■2003-01-31(金) [長年日記]
▼ ベストサイエンスブック2002の投票
今年はこんな感じになった。個人的にはけっこう当たり年だったと思う。あと2〜3冊ほど選びたい本があったけど、迷った末のこの5冊。
▼ スティーブン・レビー(斉藤隆央訳)『暗号化 プライバシーを救った叛乱者たち』(紀伊国屋書店)
今年一番、読んでいて楽しかった本。新しいインフラになりつつある公開鍵暗号を中心に据えて、著者らしい丁寧な取材で多くの物語を掘り起こしてくれている。
▼ デイビッド・ホロビン(金沢泰子訳)『天才と分裂病の進化論』(新潮社)
分裂病(総合失調症)に関するいろんな不思議な事象から、人の脳の進化について面白い仮説を導き出していて、読んでいて興奮させられた。脳に関する話しはやっぱり不思議で面白い。
▼ L.アンドルーズ/D.ネルキン(野田亮/野田洋子訳)『人体市場 商品化される臓器・細胞・DNA』(岩波書店)
医者や製薬会社に対する著者達の批判にすべて賛同することは出来ないが、確かに暴走としか言えない事例が存在するのも確かなので、このような本も必要だと思う。

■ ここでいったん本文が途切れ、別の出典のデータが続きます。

//! Product and brand browsing
//!
//! Catalog reads do not need a session; they are sent without a bearer
//! token so a signed-out visitor can browse.

use crate::fixtures;
use crate::models::{list_at, Brand, Product};
use crate::validation;
use api_client::descriptor::{MockEnv, RequestDescriptor};
use api_client::{ApiError, ApiRequest, Envelope, RawResponse, Result};
use serde::{Deserialize, Serialize};

/// Largest page the backend serves
pub const MAX_PAGE_SIZE: u32 = 100;

/// Filters and paging for product listings
#[derive(Debug, Clone, PartialEq, Eq, Serialize, Deserialize)]
#[serde(rename_all = "camelCase")]
pub struct ProductQuery {
    /// Free-text search on the product name
    pub search: Option<String>,
    /// Restrict to one brand
    pub brand_id: Option<String>,
    /// Restrict to one category
    pub category: Option<String>,
    /// 1-based page number
    pub page: u32,
    /// Page size
    pub limit: u32,
}

impl Default for ProductQuery {
    fn default() -> Self {
        Self { search: None, brand_id: None, category: None, page: 1, limit: 20 }
    }
}

impl ProductQuery {
    /// Search by name
    pub fn search(mut self, term: impl Into<String>) -> Self {
        self.search = Some(term.into());
        self
    }

    /// Only products from `brand_id`
    pub fn brand(mut self, brand_id: impl Into<String>) -> Self {
        self.brand_id = Some(brand_id.into());
        self
    }

    /// Only products in `category`
    pub fn category(mut self, category: impl Into<String>) -> Self {
        self.category = Some(category.into());
        self
    }

    /// Select a page
    pub fn page(mut self, page: u32, limit: u32) -> Self {
        self.page = page;
        self.limit = limit;
        self
    }

    fn matches(&self, product: &Product) -> bool {
        let search = self.search.as_deref().map(str::trim).filter(|s| !s.is_empty());
        search.map_or(true, |term| product.name.to_lowercase().contains(&term.to_lowercase()))
            && self.brand_id.as_ref().map_or(true, |id| product.brand_id.as_ref() == Some(id))
            && self.category.as_ref().map_or(true, |c| product.category.as_ref() == Some(c))
    }
}

/// One page of products
#[derive(Debug, Clone, PartialEq, Serialize, Deserialize)]
pub struct ProductPage {
    /// Products on this page
    pub products: Vec<Product>,
    /// Page number reported by the backend
    pub page: u32,
    /// Total matching products, when reported
    pub total: Option<u64>,
}

/// `GET /products`
#[derive(Debug, Clone, Copy, Default)]
pub struct ListProducts;

impl RequestDescriptor for ListProducts {
    type Input = ProductQuery;
    type Output = ProductPage;
    const NAME: &'static str = "catalog.listProducts";

    fn authenticated(&self) -> bool {
        false
    }

    fn validate(&self, input: &ProductQuery) -> Result<()> {
        if input.page == 0 {
            return Err(ApiError::validation("Page must be at least 1"));
        }
        if input.limit == 0 || input.limit > MAX_PAGE_SIZE {
            return Err(ApiError::validation(format!(
                "Page size must be between 1 and {}",
                MAX_PAGE_SIZE
            )));
        }
        Ok(())
    }

    fn mock(&self, input: &ProductQuery, _env: &MockEnv) -> Result<ProductPage> {
        let matching: Vec<Product> = fixtures::products()
            .into_iter()
            .filter(|product| input.matches(product))
            .collect();
        let total = matching.len() as u64;
        let skip = (input.page.saturating_sub(1) as usize).saturating_mul(input.limit as usize);

        Ok(ProductPage {
            products: matching.into_iter().skip(skip).take(input.limit as usize).collect(),
            page: input.page,
            total: Some(total),
        })
    }

    fn request(&self, input: &ProductQuery) -> Result<ApiRequest> {
        Ok(ApiRequest::get("/products")
            .query_opt("search", input.search.as_ref())
            .query_opt("brandId", input.brand_id.as_ref())
            .query_opt("category", input.category.as_ref())
            .query("page", input.page.to_string())
            .query("limit", input.limit.to_string()))
    }

    fn normalize(&self, response: &RawResponse) -> Result<ProductPage> {
        let envelope = Envelope::parse(response)?;
        Ok(ProductPage {
            products: list_at(response, "/data/products")?,
            page: envelope.optional("/data/page")?.unwrap_or(1),
            total: envelope.optional("/data/total")?,
        })
    }
}

/// `GET /products/{id}`
#[derive(Debug, Clone, Copy, Default)]
pub struct GetProduct;

impl RequestDescriptor for GetProduct {
    type Input = String;
    type Output = Product;
    const NAME: &'static str = "catalog.getProduct";

    fn authenticated(&self) -> bool {
        false
    }

    fn validate(&self, id: &String) -> Result<()> {
        validation::path_id("Product id", id)
    }

    fn mock(&self, id: &String, _env: &MockEnv) -> Result<Product> {
        fixtures::product(id)
    }

    fn request(&self, id: &String) -> Result<ApiRequest> {
        Ok(ApiRequest::get(format!("/products/{}", id)))
    }

    fn normalize(&self, response: &RawResponse) -> Result<Product> {
        let envelope = Envelope::parse(response)?;
        match envelope.optional("/data/product")? {
            Some(product) => Ok(product),
            None => envelope.require_payload(),
        }
    }
}

/// `GET /brands`
#[derive(Debug, Clone, Copy, Default)]
pub struct ListBrands;

impl RequestDescriptor for ListBrands {
    /// Optional name search
    type Input = Option<String>;
    type Output = Vec<Brand>;
    const NAME: &'static str = "catalog.listBrands";

    fn authenticated(&self) -> bool {
        false
    }

    fn mock(&self, search: &Option<String>, _env: &MockEnv) -> Result<Vec<Brand>> {
        let term = search.as_deref().unwrap_or_default().trim().to_lowercase();
        Ok(fixtures::brands()
            .into_iter()
            .filter(|brand| brand.name.to_lowercase().contains(&term))
            .collect())
    }

    fn request(&self, search: &Option<String>) -> Result<ApiRequest> {
        Ok(ApiRequest::get("/brands").query_opt("search", search.as_ref()))
    }

    fn normalize(&self, response: &RawResponse) -> Result<Vec<Brand>> {
        list_at(response, "/data/brands")
    }
}

/// A brand page: the seller and what it sells
#[derive(Debug, Clone, PartialEq, Serialize, Deserialize)]
pub struct BrandDetail {
    /// The seller
    pub brand: Brand,
    /// Its products; empty when the backend omits them
    pub products: Vec<Product>,
}

/// `GET /brands/{id}`
#[derive(Debug, Clone, Copy, Default)]
pub struct GetBrand;

impl RequestDescriptor for GetBrand {
    type Input = String;
    type Output = BrandDetail;
    const NAME: &'static str = "catalog.getBrand";

    fn authenticated(&self) -> bool {
        false
    }

    fn validate(&self, id: &String) -> Result<()> {
        validation::path_id("Brand id", id)
    }

    fn mock(&self, id: &String, _env: &MockEnv) -> Result<BrandDetail> {
        let brand = fixtures::brand(id)?;
        let products = fixtures::products()
            .into_iter()
            .filter(|product| product.brand_id.as_deref() == Some(id.as_str()))
            .collect();
        Ok(BrandDetail { brand, products })
    }

    fn request(&self, id: &String) -> Result<ApiRequest> {
        Ok(ApiRequest::get(format!("/brands/{}", id)))
    }

    fn normalize(&self, response: &RawResponse) -> Result<BrandDetail> {
        let envelope = Envelope::parse(response)?;
        Ok(BrandDetail {
            brand: envelope.require("/data/brand")?,
            products: envelope.optional("/data/products")?.unwrap_or_default(),
        })
    }
}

▼ 佐倉統『進化論という考えかた(講談社現代新書)』(講談社)
進化論を生物学の一分野にとどめず、広く人文系の学問までも取り込める可能性を示してくれている。多少、大風呂敷の感じがしなくもないけど、個人的には今後に期待大。
▼ ディーン・ヘイマー/ピーター・コープランド著(吉田利子訳)『遺伝子があなたをそうさせる』(草思社)
人の社会的行動に関する遺伝子決定論は批判されることも多いが、脳内における化学物質の振る舞いがどれだけ人の思考に影響するか丁寧に説明してくれていて、勉強になった。